Taxe sur l'aérien : « Nous serons attentifs aux Outre-mer », affirme Clément Beaune
Le ministre délégué aux Transports, Clément Beaune, qui soutient le projet de taxer le secteur aérien pour financer le développement du ferroviaire pour 2024, s'est penché, hier, lors de l'université d'été du Medef, sur la question des territoires ultramarins où le prix des billets est particulièrement élevé. Le prix du billet, éventuellement alourdi par de nouvelles taxes, sera l'une des variables permettant de favoriser les moyens de transport les moins polluants et de financer la décarbonation du secteur, a estimé le ministre délégué aux Transports, Clément Beaune. Et de poursuivre : « Si on veut faire à la fois un peu de report modal (vers des modes de transport moins polluants, essentiellement le train, NDLR) et surtout de l'investissement dans la transition écologique, (...) ça passe principalement par le prix. Le prix, c'est en partie la taxe ». Rappelons que ce projet a suscité de vives réactions, surtout dans les territoires ultramarins, où les prix des billets sont chers. « Je veux le faire de manière proportionnée, raisonnable », a rassuré le ministre.

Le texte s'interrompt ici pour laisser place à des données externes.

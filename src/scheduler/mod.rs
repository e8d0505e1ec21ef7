//! Live-location session scheduling
//!
//! - `session`: session records and the per-chat store
//! - `timer`: cancellable timers and clocks
//! - `live`: the scheduler that owns the store and drives refresh ticks

pub mod live;
pub mod session;
pub mod timer;

pub use live::{LiveSessionScheduler, SchedulerConfig, SessionError, TickOutcome};
pub use session::{LiveSession, SessionInfo, SessionStore};
pub use timer::{Clock, SystemClock, TaskScheduler, TimerAction, TimerHandle, TimerId, TokioTimers};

Plus généralement, la régulation des transports - comme l'interdiction des vols courts sur des trajets aussi assurés par le train - doit selon lui être « pertinente et à la bonne échelle ». « Il faut que l'usager paie une partie » des coûts, a-t-il par ailleurs jugé. « C'est vertueux et c'est responsabilisant », a-t-il dit avant d'ajouter : « Le cœur de la bataille, ce sera le progrès technique, l'innovation et l'investissement, public et privé », pour décarboner les modes de transport les plus polluants », a-t-il souligné.
La hausse des taxes « va financer aussi les 300 millions d'euros par an que met dans la filière aéronautique l'État pour financer les carburants durables (et) l'avion vert de demain », a-t-il argumenté.
« Bien sûr qu'il faudra que les prix augmentent », a admis le PDG du groupe ADP, Augustin de Romanet, présent au même débat. Mais « le transport aérien, c'est comme le transport maritime, c'est aussi une activité qui crée des emplois », a-t-il plaidé. « N'oublions pas que le tourisme, c'est 10% du PIB en France, et si nous n'avons pas d'avions, nous n'avons pas de touristes », a-t-il lancé.
« Dans le dispositif que nous mettons au point pour financer la transition écologique, nous serons attentifs aux Outre-mer », a précisé M. Beaune au média Outre-mer La 1ère, en marge des rencontres du Medef. « On verra le dispositif exact. Il peut y avoir une compensation, mais le résultat (...) c'est de préserver le pouvoir d'achat, de ne pas faire peser davantage sur le pouvoir d'achat des ultramarins les questions de billets d'avion », a-t-il ajouté.